Aber es gab auch sehr schöne Momente. Als die Kinos sehr kurzfristig Ende Mai zu unserem eigentlichen Festivaldatum wieder aufmachen durften, konnten wir innerhalb von zwei Tagen ein Mini-Programm organisieren und mit drei Filmen einen kleinen Vorgeschmack auf unser Programm geben. Das war ein sehr euphorischer Moment, vor allem, weil wir gemerkt haben, wie gerne die Leute wieder ins Kino gehen. Oder den Sieger*innen der Wettbewerbe die guten Nachrichten zu übermitteln. Dieses Jahr hat uns außerdem gezeigt, dass wir als Team sehr gut funktionieren, es hat uns gezwungen vieles zu überdenken und dazu gebracht neue Schritte zu wagen, die ich so wahrscheinlich nicht gemacht hätte. Die letzten Monate haben gezeigt, dass der Kulturbereich nicht aufgibt und Handlungsmöglichkeiten sucht und findet. Sie haben aber auch gezeigt, wie wichtig das physische und kollektive Erfahren ist.

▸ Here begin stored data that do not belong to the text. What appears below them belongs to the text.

//! The DHT node this gateway delegates storage and lookup to.

mod config;
mod local;
mod peers;

use std::net::{Ipv4Addr, SocketAddrV4};

use async_trait::async_trait;

use crate::common::{Id, Receipt, Value};

pub use config::*;
pub use local::LocalNode;

/// Asynchronous operations of a DHT node.
///
/// Implementations own replication, routing and retries. Callers issue a
/// single operation and interpret its outcome.
#[async_trait]
pub trait Node: std::fmt::Debug + Send + Sync {
    /// This node's [Id].
    fn id(&self) -> Id;

    /// Public Ipv4 address of this node, if known.
    fn address4(&self) -> Option<Ipv4Addr>;

    fn port(&self) -> u16;

    /// Look up the value stored under `id`.
    ///
    /// Resolves to `Ok(None)` when no value exists, which is not an error.
    async fn find_value(&self, id: Id) -> Result<Option<Value>, NodeError>;

    /// Store a value, returning the [Id] it was stored under.
    async fn store_value(&self, value: Value) -> Result<Receipt, NodeError>;

    /// Announce this node as a peer for `info_hash`.
    ///
    /// If `port` is None, the node's own port is announced.
    async fn announce_peer(&self, info_hash: Id, port: Option<u16>) -> Result<Id, NodeError>;

    /// Peers announced for `info_hash`, at most 20 of them.
    async fn get_peers(&self, info_hash: Id) -> Result<Vec<SocketAddrV4>, NodeError>;
}

#[derive(thiserror::Error, Debug, Clone, PartialEq, Eq)]
/// Errors of node operations.
pub enum NodeError {
    /// The node's actor thread is not running anymore.
    #[error("Dht node was shutdown")]
    Shutdown,

    #[error("Value too large: {0} bytes exceeds the limit of {1} bytes")]
    ValueTooLarge(usize, usize),

    /// Failure reported by a remote node or the network layer.
    #[error("{0}")]
    Store(String),
}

Wie wird es 2021 weitergehen?

Sobald die Kinos aufmachen, werden wir auch die Siegerfilme der Wettbewerbe im Leokino zeigen. Außerdem sind wir schon wieder mitten in den Planungen für 2021. Da wird das Festival vom 19. – 24. Mai 2021 stattfinden. Wahrscheinlich müssen wir dann noch mit Corona-Maßnahmen planen, aber es ist auch wichtig, zum Festivalkalender zurückzukehren – wir wollen auch nicht von Vornherein ein weiteres Ausnahmejahr planen. Wir haben 2020 bis zuletzt alles probiert, um eine sichere, physische Veranstaltung durchzuführen und nehmen das Wissen und die Erfahrungen mit. Außerdem soll das Festival eine hybride Form bekommen. So können auch Personen, die nicht in der Nähe von Innsbruck wohnen daran teilnehmen.